In tale contesto, la Rai, in queste settimane ha dato seguito all’apertura delle procedure di elezione del componente del CDA eletto dalle lavoratrici e dai lavoratori. Un percorso anticipato dalla prematura scomparsa di Riccardo Laganà, alla cui memoria va tutta la nostra stima e rispetto.

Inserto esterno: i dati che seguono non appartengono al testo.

//! The favorites store.
//!
//! Favorites live in a `RwLock`ed table. Reads share the lock; writes hold it
//! exclusively across "check, persist, publish", so inserting a codepoint is a
//! single atomic insert-if-absent and no caller ever sees a duplicate.
//!
//! File-backed stores keep a TOML document:
//!
//! ```toml
//! next_id = 3
//!
//! [[favorite]]
//! id = 1
//! codepoint = "1F600"
//!
//! [[favorite]]
//! id = 2
//! codepoint = "2764"
//! ```
//!
//! Every write replaces the file atomically (temp file, fsync, rename) before
//! the in-memory table changes, so a failed write leaves both untouched.

use crate::catalog::Catalog;
use crate::codepoint_ty::Codepoint;
use crate::error::{Error, Result};
use crate::model::{Favorite, NamedCharacter};
use log::{debug, info, warn};
use serde::{Deserialize, Serialize};
use std::collections::HashSet;
use std::fs;
use std::io::{self, Write};
use std::path::{Path, PathBuf};
use std::sync::{PoisonError, RwLock, RwLockReadGuard, RwLockWriteGuard};
use tempfile::NamedTempFile;

// TOML integers are signed 64-bit
const MAX_ID: u64 = i64::MAX as u64;

#[derive(Debug, Clone, Default, PartialEq, Eq, Serialize, Deserialize)]
struct FavoritesTable {
    #[serde(default, serialize_with = "serialize_next_id")]
    next_id: u64,
    #[serde(rename = "favorite", default)]
    favorites: Vec<Favorite>,
}

fn serialize_next_id<S>(next_id: &u64, serializer: S) -> std::result::Result<S::Ok, S::Error>
where
    S: serde::Serializer,
{
    serializer.serialize_u64((*next_id).min(MAX_ID))
}

impl FavoritesTable {
    fn contains(&self, codepoint: Codepoint) -> bool {
        self.favorites.iter().any(|f| f.codepoint == codepoint)
    }

    fn push(&mut self, codepoint: Codepoint) -> Favorite {
        let favorite = Favorite {
            id: self.next_id,
            codepoint,
        };
        self.next_id += 1;
        self.favorites.push(favorite);
        favorite
    }

    /// Sorts by id, drops repeated codepoints (keeping the earliest) and makes
    /// `next_id` larger than every id. Returns the number of rows dropped.
    fn normalize(&mut self) -> usize {
        self.favorites.sort_by_key(|f| f.id);
        let before = self.favorites.len();
        let mut seen = HashSet::new();
        self.favorites.retain(|f| seen.insert(f.codepoint));
        let max_id = self.favorites.last().map_or(0, |f| f.id);
        self.next_id = self.next_id.max(max_id.saturating_add(1)).max(1);
        before - self.favorites.len()
    }
}

#[derive(Debug, Clone)]
enum Storage {
    Memory,
    File(PathBuf),
}

/// A durable set of favorite codepoints, iterated in insertion order.
#[derive(Debug)]
pub struct FavoritesStore {
    storage: Storage,
    table: RwLock<FavoritesTable>,
}

impl FavoritesStore {
    /// A store that lives only as long as the process.
    pub fn in_memory() -> Self {
        let mut table = FavoritesTable::default();
        table.normalize();
        FavoritesStore {
            storage: Storage::Memory,
            table: RwLock::new(table),
        }
    }

    /// Opens the store kept at `path`. A missing file is an empty store; the
    /// file is created on the first write.
    pub fn open(path: impl Into<PathBuf>) -> Result<Self> {
        let path = path.into();
        let mut table = match fs::read_to_string(&path) {
            Ok(content) => toml::from_str::<FavoritesTable>(&content).map_err(|e| {
                Error::storage(format!("parsing favorites file {}", path.display()), e)
            })?,
            Err(e) if e.kind() == io::ErrorKind::NotFound => {
                debug!("no favorites file at {}, starting empty", path.display());
                FavoritesTable::default()
            }
            Err(e) => {
                return Err(Error::storage(
                    format!("reading favorites file {}", path.display()),
                    e,
                ))
            }
        };
        let dropped = table.normalize();
        if dropped > 0 {
            warn!(
                "{} duplicate favorites collapsed in {}",
                dropped,
                path.display()
            );
        }
        info!(
            "opened favorites store {} ({} favorites)",
            path.display(),
            table.favorites.len()
        );
        Ok(FavoritesStore {
            storage: Storage::File(path),
            table: RwLock::new(table),
        })
    }

    /// The backing file, if any.
    pub fn path(&self) -> Option<&Path> {
        match &self.storage {
            Storage::Memory => None,
            Storage::File(path) => Some(path),
        }
    }

    fn read_table(&self) -> RwLockReadGuard<'_, FavoritesTable> {
        self.table.read().unwrap_or_else(PoisonError::into_inner)
    }

    fn write_table(&self) -> RwLockWriteGuard<'_, FavoritesTable> {
        self.table.write().unwrap_or_else(PoisonError::into_inner)
    }

    fn persist(&self, table: &FavoritesTable) -> Result<()> {
        let path = match &self.storage {
            Storage::Memory => return Ok(()),
            Storage::File(path) => path,
        };
        let content = toml::to_string(table)
            .map_err(|e| Error::storage("serializing favorites", e))?;
        write_atomically(path, content.as_bytes())
            .map_err(|e| Error::storage(format!("writing favorites file {}", path.display()), e))
    }

    /// Applies `change` to a copy of the table; if it reports a change, the
    /// copy is persisted and then published.
    fn update<T, F>(&self, change: F) -> Result<T>
    where
        F: FnOnce(&mut FavoritesTable) -> Result<(T, bool)>,
    {
        let mut table = self.write_table();
        let mut next = table.clone();
        let (outcome, changed) = change(&mut next)?;
        if changed {
            self.persist(&next)?;
            *table = next;
        }
        Ok(outcome)
    }

    /// Adds `codepoint`, failing with `AlreadyFavorite` if it is present.
    pub fn add(&self, codepoint: Codepoint) -> Result<Favorite> {
        let favorite = self.update(|table| {
            if table.contains(codepoint) {
                return Err(Error::AlreadyFavorite(codepoint));
            }
            if table.next_id > MAX_ID {
                return Err(Error::storage(
                    "adding favorite",
                    format!("favorite ids exhausted at {}", table.next_id),
                ));
            }
            Ok((table.push(codepoint), true))
        })?;
        debug!("favorite #{} added: {}", favorite.id, codepoint);
        Ok(favorite)
    }

    /// Removes `codepoint`. Returns the number of rows removed, 0 or 1.
    pub fn remove(&self, codepoint: Codepoint) -> Result<usize> {
        let removed = self.remove_where(|f| f.codepoint == codepoint)?;
        debug!("favorite {} removed: {} rows", codepoint, removed);
        Ok(removed)
    }

    /// Removes the favorite with surrogate key `id`. Returns 0 or 1.
    pub fn remove_by_id(&self, id: u64) -> Result<usize> {
        self.remove_where(|f| f.id == id)
    }

    /// Removes favorites whose character `catalog` does not know.
    pub fn prune_missing(&self, catalog: &Catalog) -> Result<usize> {
        let pruned = self.remove_where(|f| catalog.get_character(f.codepoint).is_none())?;
        if pruned > 0 {
            info!("pruned {} favorites missing from the catalog", pruned);
        }
        Ok(pruned)
    }

    fn remove_where<P>(&self, mut doomed: P) -> Result<usize>
    where
        P: FnMut(&Favorite) -> bool,
    {
        self.update(|table| {
            let before = table.favorites.len();
            table.favorites.retain(|f| !doomed(f));
            let removed = before - table.favorites.len();
            Ok((removed, removed > 0))
        })
    }

    /// Favorites in insertion order.
    pub fn list(&self) -> Vec<Favorite> {
        self.read_table().favorites.clone()
    }

    /// Returns whether `codepoint` is a favorite.
    pub fn is_favorite(&self, codepoint: Codepoint) -> bool {
        self.read_table().contains(codepoint)
    }

    /// Returns the number of favorites.
    pub fn len(&self) -> usize {
        self.read_table().favorites.len()
    }

    /// Returns whether there are no favorites.
    pub fn is_empty(&self) -> bool {
        self.read_table().favorites.is_empty()
    }

    /// Favorites joined with `catalog` for display.
    ///
    /// Favorites whose character is gone still appear, named with the
    /// unnamed placeholder.
    pub fn named(&self, catalog: &Catalog) -> Vec<NamedCharacter> {
        self.list()
            .into_iter()
            .map(|favorite| {
                let mut named = catalog.named(favorite.codepoint);
                named.favorite_id = Some(favorite.id);
                named
            })
            .collect()
    }
}

fn write_atomically(path: &Path, content: &[u8]) -> io::Result<()> {
    let dir = match path.parent() {
        Some(dir) if !dir.as_os_str().is_empty() => dir,
        _ => Path::new("."),
    };
    fs::create_dir_all(dir)?;
    let mut file = NamedTempFile::new_in(dir)?;
    file.write_all(content)?;
    file.as_file().sync_all()?;
    file.persist(path).map_err(|e| e.error)?;
    #[cfg(unix)]
    fs::File::open(dir)?.sync_all()?;
    Ok(())
}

Pur avendo in più occasioni espresso, ognuno a proprio modo, perplessità sulla riforma, rimangono le valutazioni sul componente votato dai lavoratori, continuando a pensare che questa figura oggi più che mai rischia di essere strumentalizzata dalla politica, che continua ad avere della Rai un’idea quasi proprietaria e spesso arrogante, siamo comunque consapevoli dell’importanza che questo appuntamento elettorale ha nell’intera vicenda aziendale.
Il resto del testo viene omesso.